# On Illness Benefit since 2007.



## lyonsie (6 May 2015)

I have been on Illness Benefit since 2007 and wonder how long this will continue for?   I had an injury at work in 2005 and went on Illness Benefit when Pension Rate of Pay kicked in.
Will I continue to receive this benefit indefinitely or does it stop at some stage?   I send in monthly doctor certs to SW.


----------



## Black Sheep (6 May 2015)

It looks like you may have been on Invalidity Benefit (instead of Illness Benefit). 

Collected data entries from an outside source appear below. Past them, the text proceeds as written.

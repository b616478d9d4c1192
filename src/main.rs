use std::env;
use std::sync::Arc;

use sparrow_tracking::{
    ClientConfig, ClientSession, SparrowError, SparrowResult,
    models::delivery::DeliveryPhase,
    services::events::{ChannelEvent, EventKind},
    services::location_tracking::UnavailableSensor,
    utils::geo,
};
use tracing_subscriber::EnvFilter;

fn required_id(key: &str) -> SparrowResult<i64> {
    let raw = env::var(key)
        .map_err(|_| SparrowError::InvalidConfiguration(format!("{} is not set", key)))?;
    raw.trim()
        .parse()
        .map_err(|e: std::num::ParseIntError| SparrowError::invalid_field(key, raw.trim(), e.to_string()))
}

#[tokio::main]
async fn main() -> SparrowResult<()> {
    tracing_subscriber::fmt()
        .with_env_filter(
            EnvFilter::try_from_default_env().unwrap_or_else(|_| EnvFilter::new("info")),
        )
        .init();

    let config = ClientConfig::from_env()?;
    let user_id = required_id("SPARROW_USER_ID")?;
    let auth_token = env::var("SPARROW_AUTH_TOKEN").unwrap_or_default();

    let session = ClientSession::connect_to_services(
        config,
        user_id,
        auth_token,
        Arc::new(UnavailableSensor),
    )?;

    let _connected = session.events.subscribe(EventKind::Connected, |event| {
        if let ChannelEvent::Connected { user_id } = event {
            tracing::info!("Live updates enabled for user {}", user_id);
        }
    });
    let _failed = session.events.subscribe(EventKind::ReconnectFailed, |event| {
        if let ChannelEvent::ReconnectFailed { attempts } = event {
            tracing::error!("Giving up on the push channel after {} attempts", attempts);
        }
    });

    let mut alerts = session.router.alerts();
    tokio::spawn(async move {
        while let Ok(alert) = alerts.recv().await {
            let action = alert
                .action
                .map(|a| format!(" [{} -> {}]", a.label, a.target.path()))
                .unwrap_or_default();
            tracing::info!("[{:?}] {}: {}{}", alert.level, alert.title, alert.description, action);
        }
    });

    if let Err(e) = session.start().await {
        tracing::warn!("Starting without a push channel: {}", e);
    }
    tracing::info!(
        "{} notifications loaded, {} unread",
        session.store.len(),
        session.store.unread_count()
    );

    let _poller = match env::var("SPARROW_TRACK_DELIVERY") {
        Ok(_) => {
            let delivery_id = required_id("SPARROW_TRACK_DELIVERY")?;
            Some(session.track_delivery(delivery_id, DeliveryPhase::Unknown, None, |update| {
                let distance = update
                    .distance
                    .map(|d| geo::format_distance(d.kilometers))
                    .unwrap_or_else(|| "-".to_string());
                let eta = update
                    .eta
                    .map(|e| geo::format_eta(e.minutes))
                    .unwrap_or_else(|| "-".to_string());
                tracing::info!(
                    "Delivery {} ({:?}): courier {:.5}, {:.5}, {} away, ETA {}",
                    update.delivery_id,
                    update.phase,
                    update.agent.latitude,
                    update.agent.longitude,
                    distance,
                    eta
                );
            })?)
        }
        Err(_) => None,
    };

    if let Err(e) = tokio::signal::ctrl_c().await {
        tracing::error!("Failed to listen for shutdown signal: {}", e);
    }

    session.shutdown().await;
    Ok(())
}
// src/services/events.rs
//! Typed lifecycle signals for the presentation layer.
//!
//! Consumers register a handler per [`EventKind`] and get back a [`Listener`]
//! that unregisters the handler when disposed or dropped.

use std::collections::HashMap;
use std::sync::atomic::{AtomicU64, Ordering};
use std::sync::{Arc, Weak};

use parking_lot::RwLock;
use tracing;

use crate::models::notification::Notification;

#[derive(Debug, Clone, Copy, PartialEq, Eq, Hash)]
pub enum EventKind {
    Connected,
    Error,
    ReconnectFailed,
    NotificationReceived,
    OrderUpdate,
    PaymentUpdate,
    DeliveryUpdate,
}

#[derive(Debug, Clone)]
pub enum ChannelEvent {
    Connected { user_id: String },
    Error { message: String, attempt: u32 },
    ReconnectFailed { attempts: u32 },
    NotificationReceived(Notification),
    OrderUpdate(Notification),
    PaymentUpdate(Notification),
    DeliveryUpdate(Notification),
}

impl ChannelEvent {
    pub fn kind(&self) -> EventKind {
        match self {
            ChannelEvent::Connected { .. } => EventKind::Connected,
            ChannelEvent::Error { .. } => EventKind::Error,
            ChannelEvent::ReconnectFailed { .. } => EventKind::ReconnectFailed,
            ChannelEvent::NotificationReceived(_) => EventKind::NotificationReceived,
            ChannelEvent::OrderUpdate(_) => EventKind::OrderUpdate,
            ChannelEvent::PaymentUpdate(_) => EventKind::PaymentUpdate,
            ChannelEvent::DeliveryUpdate(_) => EventKind::DeliveryUpdate,
        }
    }

    pub fn notification(&self) -> Option<&Notification> {
        match self {
            ChannelEvent::NotificationReceived(n)
            | ChannelEvent::OrderUpdate(n)
            | ChannelEvent::PaymentUpdate(n)
            | ChannelEvent::DeliveryUpdate(n) => Some(n),
            _ => None,
        }
    }
}

pub type EventHandler = Arc<dyn Fn(&ChannelEvent) + Send + Sync>;

#[derive(Default)]
struct BusInner {
    handlers: RwLock<HashMap<EventKind, Vec<(u64, EventHandler)>>>,
    next_id: AtomicU64,
}

impl BusInner {
    fn remove(&self, kind: EventKind, id: u64) -> bool {
        let mut handlers = self.handlers.write();
        match handlers.get_mut(&kind) {
            Some(list) => {
                let before = list.len();
                list.retain(|(handler_id, _)| *handler_id != id);
                before != list.len()
            }
            None => false,
        }
    }
}

#[derive(Clone, Default)]
pub struct EventBus {
    inner: Arc<BusInner>,
}

impl EventBus {
    pub fn new() -> Self {
        Self::default()
    }

    pub fn subscribe<F>(&self, kind: EventKind, handler: F) -> Listener
    where
        F: Fn(&ChannelEvent) + Send + Sync + 'static,
    {
        let id = self.inner.next_id.fetch_add(1, Ordering::Relaxed);
        self.inner
            .handlers
            .write()
            .entry(kind)
            .or_default()
            .push((id, Arc::new(handler)));

        Listener {
            bus: Arc::downgrade(&self.inner),
            kind,
            id,
        }
    }

    /// Deliver `event` to every handler registered for its kind and return how
    /// many ran. Handlers are invoked outside the registry lock.
    pub fn publish(&self, event: ChannelEvent) -> usize {
        let kind = event.kind();
        let handlers: Vec<EventHandler> = self
            .inner
            .handlers
            .read()
            .get(&kind)
            .map(|list| list.iter().map(|(_, h)| h.clone()).collect())
            .unwrap_or_default();

        tracing::trace!("Publishing {:?} to {} handler(s)", kind, handlers.len());
        for handler in &handlers {
            handler(&event);
        }
        handlers.len()
    }

    pub fn listener_count(&self, kind: EventKind) -> usize {
        self.inner
            .handlers
            .read()
            .get(&kind)
            .map(Vec::len)
            .unwrap_or(0)
    }
}

/// Disposer for a registered handler.
#[must_use = "dropping a Listener unregisters its handler"]
pub struct Listener {
    bus: Weak<BusInner>,
    kind: EventKind,
    id: u64,
}

impl Listener {
    pub fn kind(&self) -> EventKind {
        self.kind
    }

    pub fn dispose(self) {
        // Drop does the work
    }
}

impl Drop for Listener {
    fn drop(&mut self) {
        if let Some(bus) = self.bus.upgrade() {
            bus.remove(self.kind, self.id);
        }
    }
}
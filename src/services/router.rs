// src/services/router.rs
use std::sync::Arc;
use std::time::Duration;

use tokio::sync::broadcast;
use tracing;

use crate::{
    errors::SparrowResult,
    models::notification::{NavigationTarget, Notification, NotificationCategory},
    services::channel::{ChannelConnectionManager, PushMessage, TopicKind},
    services::events::{ChannelEvent, EventBus},
    services::notification_store::NotificationStore,
};

/// How long an alert should stay on screen.
pub const ALERT_DISPLAY: Duration = Duration::from_secs(5);

const ALERT_BUFFER: usize = 64;

#[derive(Debug, Clone, PartialEq)]
pub struct AlertAction {
    pub label: String,
    pub target: NavigationTarget,
}

/// Ephemeral surface for a freshly pushed notification.
#[derive(Debug, Clone, PartialEq)]
pub struct Alert {
    pub notification_id: i64,
    pub level: NotificationCategory,
    pub title: String,
    pub description: String,
    pub action: Option<AlertAction>,
    pub display_for: Duration,
}

impl Alert {
    pub fn for_notification(notification: &Notification) -> Self {
        let action = notification
            .related_entity()
            .and_then(|entity| entity.navigation_target())
            .map(|target| AlertAction {
                label: "View".to_string(),
                target,
            });

        Self {
            notification_id: notification.id,
            level: notification.category,
            title: notification.title.clone(),
            description: notification.message.clone(),
            action,
            display_for: ALERT_DISPLAY,
        }
    }
}

pub struct NotificationEventRouter {
    store: Arc<NotificationStore>,
    events: EventBus,
    alerts: broadcast::Sender<Alert>,
}

impl NotificationEventRouter {
    pub fn new(store: Arc<NotificationStore>, events: EventBus) -> Self {
        let (alerts, _) = broadcast::channel(ALERT_BUFFER);
        Self {
            store,
            events,
            alerts,
        }
    }

    pub fn alerts(&self) -> broadcast::Receiver<Alert> {
        self.alerts.subscribe()
    }

    /// Install this router as the handler for every standard topic.
    pub fn attach(self: &Arc<Self>, manager: &ChannelConnectionManager) {
        for kind in TopicKind::ALL {
            let router = Arc::clone(self);
            manager.set_topic_route(
                kind,
                Arc::new(move |message: &PushMessage| {
                    router.route(kind, message);
                }),
            );
        }
    }

    /// Handle one inbound frame. Malformed payloads are logged and dropped.
    pub fn route(&self, kind: TopicKind, message: &PushMessage) -> Option<Notification> {
        match self.handle_payload(kind, &message.body) {
            Ok(notification) => Some(notification),
            Err(e) => {
                tracing::warn!("Dropping push on {}: {}", message.destination, e);
                None
            }
        }
    }

    pub fn handle_payload(&self, kind: TopicKind, body: &str) -> SparrowResult<Notification> {
        let notification = Notification::from_payload(body)?;
        tracing::info!(
            "Received {} push {}: {}",
            kind.queue(),
            notification.id,
            notification.title
        );

        if self.store.prepend(notification.clone()) {
            // no receivers is fine
            let _ = self.alerts.send(Alert::for_notification(&notification));
        }

        let event = match kind {
            TopicKind::Notifications => ChannelEvent::NotificationReceived(notification.clone()),
            TopicKind::Orders => ChannelEvent::OrderUpdate(notification.clone()),
            TopicKind::Payments => ChannelEvent::PaymentUpdate(notification.clone()),
            TopicKind::Deliveries => ChannelEvent::DeliveryUpdate(notification.clone()),
        };
        self.events.publish(event);

        Ok(notification)
    }
}

#[cfg(test)]
mod tests {
    use super::*;
    use crate::errors::SparrowError;
    use crate::models::notification::NotificationPage;
    use crate::services::backend::NotificationApi;
    use crate::services::events::EventKind;
    use async_trait::async_trait;
    use std::sync::atomic::{AtomicUsize, Ordering};

    struct NoopApi;

    #[async_trait]
    impl NotificationApi for NoopApi {
        async fn fetch_page(&self, _: i64, _: u32, _: u32) -> SparrowResult<NotificationPage> {
            Ok(NotificationPage::default())
        }
        async fn unread_count(&self, _: i64) -> SparrowResult<u64> {
            Ok(0)
        }
        async fn mark_read(&self, _: i64) -> SparrowResult<()> {
            Ok(())
        }
        async fn mark_all_read(&self, _: i64) -> SparrowResult<()> {
            Ok(())
        }
        async fn delete(&self, _: i64) -> SparrowResult<()> {
            Ok(())
        }
    }

    fn router() -> (NotificationEventRouter, Arc<NotificationStore>, EventBus) {
        let store = Arc::new(NotificationStore::new(Arc::new(NoopApi), 10));
        let events = EventBus::new();
        (NotificationEventRouter::new(store.clone(), events.clone()), store, events)
    }

    const ORDER_PUSH: &str = r#"{
        "id": 1234, "userId": 4, "type": "ORDER", "category": "SUCCESS",
        "title": "Order Confirmed", "message": "Your order is being prepared",
        "relatedEntityType": "ORDER", "relatedEntityId": 55,
        "isRead": false, "createdAt": "2024-05-01T12:30:00", "priority": "HIGH"
    }"#;

    #[test]
    fn test_valid_push_reaches_store_alert_and_event() {
        let (router, store, events) = router();
        let mut alerts = router.alerts();
        let seen = Arc::new(AtomicUsize::new(0));
        let counter = seen.clone();
        let _listener = events.subscribe(EventKind::OrderUpdate, move |event| {
            assert_eq!(event.notification().map(|n| n.id), Some(1234));
            counter.fetch_add(1, Ordering::SeqCst);
        });

        let routed = router.handle_payload(TopicKind::Orders, ORDER_PUSH).unwrap();
        assert_eq!(routed.id, 1234);
        assert_eq!(store.unread_count(), 1);
        assert_eq!(seen.load(Ordering::SeqCst), 1);

        let alert = alerts.try_recv().unwrap();
        assert_eq!(alert.level, NotificationCategory::Success);
        assert_eq!(alert.display_for, Duration::from_secs(5));
        let action = alert.action.unwrap();
        assert_eq!(action.label, "View");
        assert_eq!(action.target.path(), "/order-tracking/55");
    }

    #[test]
    fn test_malformed_push_is_dropped() {
        let (router, store, _events) = router();
        let message = PushMessage {
            destination: "/user/4/queue/notifications".to_string(),
            subscription: None,
            body: "{not json".to_string(),
        };

        assert!(router.route(TopicKind::Notifications, &message).is_none());
        assert!(matches!(
            router.handle_payload(TopicKind::Notifications, "{\"id\": 1}"),
            Err(SparrowError::MalformedPayload(_))
        ));
        assert!(store.is_empty());
    }

    #[test]
    fn test_payment_entity_has_no_action() {
        let (router, _store, _events) = router();
        let mut alerts = router.alerts();
        let body = ORDER_PUSH
            .replace("\"relatedEntityType\": \"ORDER\"", "\"relatedEntityType\": \"PAYMENT\"")
            .replace("\"category\": \"SUCCESS\",", "");

        router.handle_payload(TopicKind::Payments, &body).unwrap();
        let alert = alerts.try_recv().unwrap();
        assert!(alert.action.is_none());
        assert_eq!(alert.level, NotificationCategory::Info);
    }

    #[test]
    fn test_duplicate_push_is_not_realerted() {
        let (router, store, _events) = router();
        let mut alerts = router.alerts();

        router.handle_payload(TopicKind::Notifications, ORDER_PUSH).unwrap();
        router.handle_payload(TopicKind::Notifications, ORDER_PUSH).unwrap();

        assert_eq!(store.len(), 1);
        assert!(alerts.try_recv().is_ok());
        assert!(alerts.try_recv().is_err());
    }
}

If this is the case your Invalidity Benefit would automatically become State Pension (formerly Old Age Pension) at age 66 and would continue as long you live.


----------



## Kimmagegirl (6 May 2015)

If a person was on Illness Benefit and not invalidity benefit do they not automatically transfer to the State Pension at age 66 or is there a different set of procedures to follow?


----------



## Black Sheep (8 May 2015)

It appears that you are advised to apply for State Pension 3 months before 66th birthday, as Illness Benefit ends at 66


----------



## lyonsie (11 May 2015)

I checked and am on Illness Benefit.  €188 per week.  I know this is not means tested whereas Invalidity Pension is!  I get summoned to meet with Doctors for SW every 12 to 18 months to explain my circumstances but am still on it.
I read on certain posts that people are not eligible after 24 months and just wonder why I am still on it since 2007.  I am delighted to be getting I.B. and hope it lasts.  I need it.


----------



## gipimann (11 May 2015)

Invaldity Pension is not means-tested for the applicant, it is based on PRSI contributions, just like Illness Benefit.   There is a means test for payment of additional increases for spouse/partners.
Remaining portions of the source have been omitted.